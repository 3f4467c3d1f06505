//! The action: view and function registries plus per-invocation dispatch.
//!
//! One [`Action`] handles exactly one LaunchBar invocation. Views, items and
//! functions are registered up front, the input is set with [`Action::init`],
//! and [`Action::run`] returns the JSON to print.
//!
//! Dispatch order:
//! 1. input item with `x-func`: call the registered function;
//! 2. input item whose `x-id` names an item with a run handler: call it;
//! 3. otherwise compile the active view joined with the wildcard view.

use crate::context::Context;
use crate::env::Env;
use crate::handler::{HandlerResult, Output, RunFn};
use crate::info::{ActionInfo, InfoError};
use crate::item::Item;
use crate::update;
use crate::view::{View, ViewMut, DEFAULT_VIEW, VIEW_CONFIG_KEY, WILDCARD_VIEW};
use lb_core::types::error_items_json;
use lb_core::{Cache, Config, ConfigError, ConfigValues, Input, ItemRecord, Version};
use std::collections::hash_map::Entry;
use std::collections::HashMap;
use std::path::Path;
use std::rc::Rc;
use thiserror::Error;
use tracing::{debug, error, warn};

#[derive(Debug, Error)]
pub enum ActionError {
    #[error(transparent)]
    Config(#[from] ConfigError),
    #[error(transparent)]
    Info(#[from] InfoError),
}

/// Which branch an invocation takes.
#[derive(Debug, Clone, PartialEq, Eq)]
pub enum Dispatch {
    /// Call a registered function.
    Function(String),
    /// The input names a function that is not registered.
    UnknownFunction(String),
    /// Run the handler of a registered item.
    ItemHandler(i64),
    /// Compile the named view.
    View(String),
}

pub struct Action {
    ctx: Context,
    views: HashMap<String, View>,
    items: Vec<Item>,
    funcs: HashMap<String, RunFn>,
}

impl std::fmt::Debug for Action {
    fn fmt(&self, f: &mut std::fmt::Formatter<'_>) -> std::fmt::Result {
        let mut funcs: Vec<&String> = self.funcs.keys().collect();
        funcs.sort();
        f.debug_struct("Action")
            .field("ctx", &self.ctx)
            .field("views", &self.views)
            .field("items", &self.items.len())
            .field("funcs", &funcs)
            .finish()
    }
}

impl Action {
    /// Build an action from an explicit environment.
    ///
    /// Config is loaded from the support directory and `defaults` fills in
    /// missing keys. A config file that cannot be parsed is replaced by an
    /// empty one. Info.plist is read when `LB_ACTION_PATH` is set.
    pub fn new(name: impl Into<String>, env: Env, defaults: ConfigValues) -> Result<Self, ActionError> {
        let name = name.into();
        let support = env.support_path().unwrap_or(Path::new(".")).to_path_buf();
        let cache = Cache::new(env.cache_path().unwrap_or(Path::new(".")));

        let mut config = match Config::load(&support) {
            Ok(config) => config,
            Err(e @ ConfigError::Parse { .. }) => {
                warn!(error = %e, "ignoring unreadable config");
                Config::empty(&support)
            }
            Err(e) => return Err(e.into()),
        };
        if !defaults.is_empty() {
            config.merge_defaults(defaults)?;
        }

        let info = match env.action_path() {
            Some(path) => ActionInfo::load(path)?,
            None => ActionInfo::default(),
        };
        debug!(action = %name, version = %info.version(), "action loaded");

        let mut action = Self {
            ctx: Context::new(name, env, info, config, cache),
            views: HashMap::new(),
            items: Vec::new(),
            funcs: HashMap::new(),
        };
        action.register_func(update::UPDATE_FUNC, update::run);
        Ok(action)
    }

    /// Build an action from the process environment.
    pub fn from_env(name: impl Into<String>, defaults: ConfigValues) -> Result<Self, ActionError> {
        Self::new(name, Env::from_env(), defaults)
    }

    /// Decode the invocation arguments (without the program name).
    pub fn init<I, S>(&mut self, args: I) -> &mut Self
    where
        I: IntoIterator<Item = S>,
        S: AsRef<str>,
    {
        self.set_input(Input::from_args(args))
    }

    pub fn set_input(&mut self, input: Input) -> &mut Self {
        self.ctx.input = input;
        self
    }

    /// Register a function callable through an item's `x-func`.
    pub fn register_func<F>(&mut self, name: impl Into<String>, f: F) -> &mut Self
    where
        F: Fn(&mut Context, &ItemRecord) -> HandlerResult + 'static,
    {
        self.funcs.insert(name.into(), Rc::new(f));
        self
    }

    /// Register an empty view, replacing any view with the same name.
    ///
    /// Items of a replaced view stay in the registry: ids are positions in
    /// it, so they are never reused, and an item emitted before the
    /// replacement still reaches its run handler when LaunchBar hands it back.
    pub fn new_view(&mut self, name: impl Into<String>) -> ViewMut<'_> {
        let view = match self.views.entry(name.into()) {
            Entry::Occupied(entry) => {
                let view = entry.into_mut();
                warn!(
                    view = %view.name,
                    dropped = view.items.len(),
                    "view registered twice, replacing its items"
                );
                view.items.clear();
                view
            }
            Entry::Vacant(entry) => {
                let name = entry.key().clone();
                entry.insert(View::new(name))
            }
        };
        ViewMut {
            view,
            registry: &mut self.items,
            config: &self.ctx.config,
        }
    }

    /// Registration handle for an existing view.
    pub fn view(&mut self, name: &str) -> Option<ViewMut<'_>> {
        let view = self.views.get_mut(name)?;
        Some(ViewMut {
            view,
            registry: &mut self.items,
            config: &self.ctx.config,
        })
    }

    pub fn get_view(&self, name: &str) -> Option<&View> {
        self.views.get(name)
    }

    /// Registered item by id; `None` for ids below 1 or past the last item.
    pub fn item(&self, id: i64) -> Option<&Item> {
        let index = usize::try_from(id).ok()?.checked_sub(1)?;
        self.items.get(index)
    }

    pub fn context(&self) -> &Context {
        &self.ctx
    }

    pub fn context_mut(&mut self) -> &mut Context {
        &mut self.ctx
    }

    pub fn name(&self) -> &str {
        &self.ctx.name
    }

    pub fn version(&self) -> Version {
        self.ctx.version()
    }

    /// Name of the view rendered by default: config `view`, else `main`.
    pub fn active_view(&self) -> &str {
        match self.ctx.config.get_str(VIEW_CONFIG_KEY) {
            "" => DEFAULT_VIEW,
            name => name,
        }
    }

    /// Decide which branch the current input takes.
    pub fn dispatch(&self) -> Dispatch {
        let input = &self.ctx.input;
        if let Some(name) = input.func_name() {
            return if self.funcs.contains_key(name) {
                Dispatch::Function(name.to_string())
            } else {
                Dispatch::UnknownFunction(name.to_string())
            };
        }
        if let Some(id) = input.item_id() {
            if self.item(id).is_some_and(Item::has_run) {
                return Dispatch::ItemHandler(id);
            }
        }
        Dispatch::View(self.active_view().to_string())
    }

    /// Handle the invocation and return the JSON for LaunchBar.
    pub fn run(&mut self) -> String {
        let dispatch = self.dispatch();
        debug!(?dispatch, input = self.ctx.input.raw(), "dispatching");

        match dispatch {
            Dispatch::Function(name) => {
                let Some(func) = self.funcs.get(&name).cloned() else {
                    return unknown_function(&name);
                };
                let record = self.ctx.input.item().cloned().unwrap_or_default();
                let result = func(&mut self.ctx, &record);
                self.render_output(result)
            }
            Dispatch::UnknownFunction(name) => unknown_function(&name),
            Dispatch::ItemHandler(id) => {
                let Some((run, record)) = self.redelivered(id) else {
                    let name = self.active_view().to_string();
                    return self.render_view(&name);
                };
                let result = run(&mut self.ctx, &record);
                self.render_output(result)
            }
            Dispatch::View(name) => self.render_view(&name),
        }
    }

    /// Compile a single view through the match/render/sort pipeline.
    pub fn compile_view(&mut self, name: &str) -> Option<String> {
        let view = self.views.get(name)?;
        Some(view.compile(&mut self.items, &self.ctx))
    }

    /// Make `view` active and ask LaunchBar to run the action again.
    pub fn show_view(&mut self, view: &str) -> Result<(), crate::script::ScriptError> {
        self.ctx.show_view(view)
    }

    /// The run handler of item `id` and its record merged with the input.
    fn redelivered(&self, id: i64) -> Option<(RunFn, ItemRecord)> {
        let item = self.item(id)?;
        let run = item.run_fn.clone()?;
        let mut record = item.record().clone();
        if let Some(input) = self.ctx.input.item() {
            record.arg.clone_from(&input.arg);
            record.order = input.order;
            record.func.clone_from(&input.func);
            record.func_arg.clone_from(&input.func_arg);
            record.data.clone_from(&input.data);
        }
        Some((run, record))
    }

    /// The active view joined with the wildcard view.
    fn render_view(&mut self, name: &str) -> String {
        let wildcard = self.views.get(WILDCARD_VIEW);
        let view = match (self.views.get(name), wildcard) {
            (Some(view), _) if name == WILDCARD_VIEW => view.clone(),
            (Some(view), wildcard) => view.join(wildcard),
            (None, Some(wildcard)) => {
                warn!(view = name, "view not registered, showing wildcard view");
                wildcard.clone()
            }
            (None, None) => {
                warn!(view = name, "view not registered");
                return error_items_json(&format!("Unknown view \"{name}\""));
            }
        };
        view.compile(&mut self.items, &self.ctx)
    }

    fn render_output(&mut self, result: HandlerResult) -> String {
        match result {
            Ok(Output::Text(text)) => text,
            Ok(Output::Items(items)) => items.compile(),
            Ok(Output::View(name)) => self.compile_view(&name).unwrap_or_else(|| {
                warn!(view = %name, "handler returned unknown view");
                error_items_json(&format!("Unknown view \"{name}\""))
            }),
            Err(e) => {
                error!(error = %e, "handler failed");
                error_items_json(&e.to_string())
            }
        }
    }
}

fn unknown_function(name: &str) -> String {
    warn!(func = name, "function not registered");
    error_items_json(&format!("Unknown function \"{name}\""))
}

WHAT YOU HAVE TO DO -
The lines to copy are those in the listing that contain "ItemHandler".

WRITTEN RESPONSE -
    ItemHandler(i64),
                return Dispatch::ItemHandler(id);
            Dispatch::ItemHandler(id) => {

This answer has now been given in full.